Si aujourd'hui, les acteurs communaux se félicitent d'avoir réalisé un grand pas dans l'exercice de la maîtrise d'ouvrage, ils viennent pourtant de loin. Car, jetées en pâture au lendemain de la décentralisation rendue effective en 2002, les communes n'avaient pas les compétences ni les ressources, pour gérer à bien les compétences transférées. Avec un personnel peu qualifié (94% des 4 000 agents territoriaux étaient des agents d'exécution), l'exercice de la maîtrise d'ouvrage dans le secteur de l'eau relevait d'un grand défi.
Ainsi, face à une réforme en marche marquée par l'installation effective des exécutifs communaux, les partenaires techniques et financiers vont voler au secours des communes.
Dans le secteur de l'eau et par rapport à l'appui à la maîtrise d'ouvrage communale, l'ONG belge Protos s'est illustrée dans l'accompagnement des nouveaux acteurs communaux.
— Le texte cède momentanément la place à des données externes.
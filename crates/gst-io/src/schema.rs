//! Raw tables and the year-column convention
//!
//! Datasets mix metadata columns (`country`, `unit`, `entity`, ...) with
//! one column per year. A column is a year column when its header is four
//! to seven digits; headers written as `Y1990` are renamed to `1990`.

use lazy_static::lazy_static;
use regex::Regex;
use serde::{Deserialize, Serialize};
use std::collections::BTreeSet;

lazy_static! {
    static ref YEAR_COLUMN: Regex = Regex::new(r"^[0-9]{4,7}$").unwrap();
    static ref PREFIXED_YEAR: Regex = Regex::new(r"^Y([0-9]{4})$").unwrap();
}

/// Whether a header names a year column
pub fn is_year_column(header: &str) -> bool {
    YEAR_COLUMN.is_match(header)
}

/// Parse a year column header
pub fn parse_year(header: &str) -> Option<i32> {
    if is_year_column(header) {
        header.parse().ok()
    } else {
        None
    }
}

/// Rename `Y1990`-style headers to `1990`; other headers are returned as is
pub fn normalize_year_header(header: &str) -> String {
    match PREFIXED_YEAR.captures(header) {
        Some(caps) => caps[1].to_string(),
        None => header.to_string(),
    }
}

/// Role of a column in a dataset
#[derive(Debug, Clone, Copy, PartialEq, Eq, Serialize, Deserialize)]
pub enum ColumnRole {
    Year(i32),
    Metadata,
}

impl ColumnRole {
    pub fn of(header: &str) -> Self {
        parse_year(header).map_or(ColumnRole::Metadata, ColumnRole::Year)
    }
}

/// A table as read from disk: headers plus string records
#[derive(Debug, Clone, Default, PartialEq, Serialize, Deserialize)]
pub struct RawTable {
    pub headers: Vec<String>,
    pub rows: Vec<Vec<String>>,
}

impl RawTable {
    /// Create a raw table; short rows are padded with empty cells
    pub fn new(headers: Vec<String>, rows: Vec<Vec<String>>) -> Self {
        let width = headers.len();
        let rows = rows
            .into_iter()
            .map(|mut row| {
                row.resize(width, String::new());
                row
            })
            .collect();
        Self { headers, rows }
    }

    /// Rename `Y1990`-style headers in place
    pub fn normalize_year_headers(&mut self) {
        for header in &mut self.headers {
            *header = normalize_year_header(header);
        }
    }

    /// Get column index by name
    pub fn column_index(&self, name: &str) -> Option<usize> {
        self.headers.iter().position(|h| h == name)
    }

    pub fn has_column(&self, name: &str) -> bool {
        self.column_index(name).is_some()
    }

    /// All cells of a column, in row order
    pub fn column_values(&self, name: &str) -> Option<Vec<&str>> {
        let index = self.column_index(name)?;
        Some(self.rows.iter().map(|row| row[index].as_str()).collect())
    }

    /// Distinct cells of a column
    pub fn unique_values(&self, name: &str) -> Option<BTreeSet<&str>> {
        Some(self.column_values(name)?.into_iter().collect())
    }

    /// Year columns as (index, year), sorted by year
    pub fn year_columns(&self) -> Vec<(usize, i32)> {
        let mut years: Vec<(usize, i32)> = self
            .headers
            .iter()
            .enumerate()
            .filter_map(|(i, h)| parse_year(h).map(|y| (i, y)))
            .collect();
        years.sort_by_key(|&(_, y)| y);
        years
    }

    /// Names of the non-year columns, in header order
    pub fn metadata_columns(&self) -> Vec<&str> {
        self.headers
            .iter()
            .filter(|h| ColumnRole::of(h) == ColumnRole::Metadata)
            .map(|h| h.as_str())
            .collect()
    }

    /// Number of records
    pub fn num_rows(&self) -> usize {
        self.rows.len()
    }
}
L'expérience qui a démarré en 1999 avec le programme "Hydraulique et Assainissement en Appui au Développement Institutionnel" (HAADI) et qui s'est poursuivie plus tard avec d'autres programmes dont le Projet d'Appui à la Gestion des Ressources en Eau Locale (PAGIREL) a favorisé l'apprentissage et permis aux communes, d'exercer leurs rôles de maîtres d'ouvrage. Acteurs de premier plan dans le dispositif mis en place par l'ONG pionnière Protos, les communes bénéficiaires ont enregistré beaucoup d'acquis. "Aujourd'hui, des compétences existent dans nos communes", confie Rémi Houézé, Chef du service Développement local et Planification à la mairie d'Athiémé. Fort de cette expérience enrichissante, le chef service technique de Dogbo va plus loin et indique : "Si les autres partenaires nous transfèrent les ressources, on ne va pas nous casser la tête pour conduire le processus de maîtrise d'ouvrage".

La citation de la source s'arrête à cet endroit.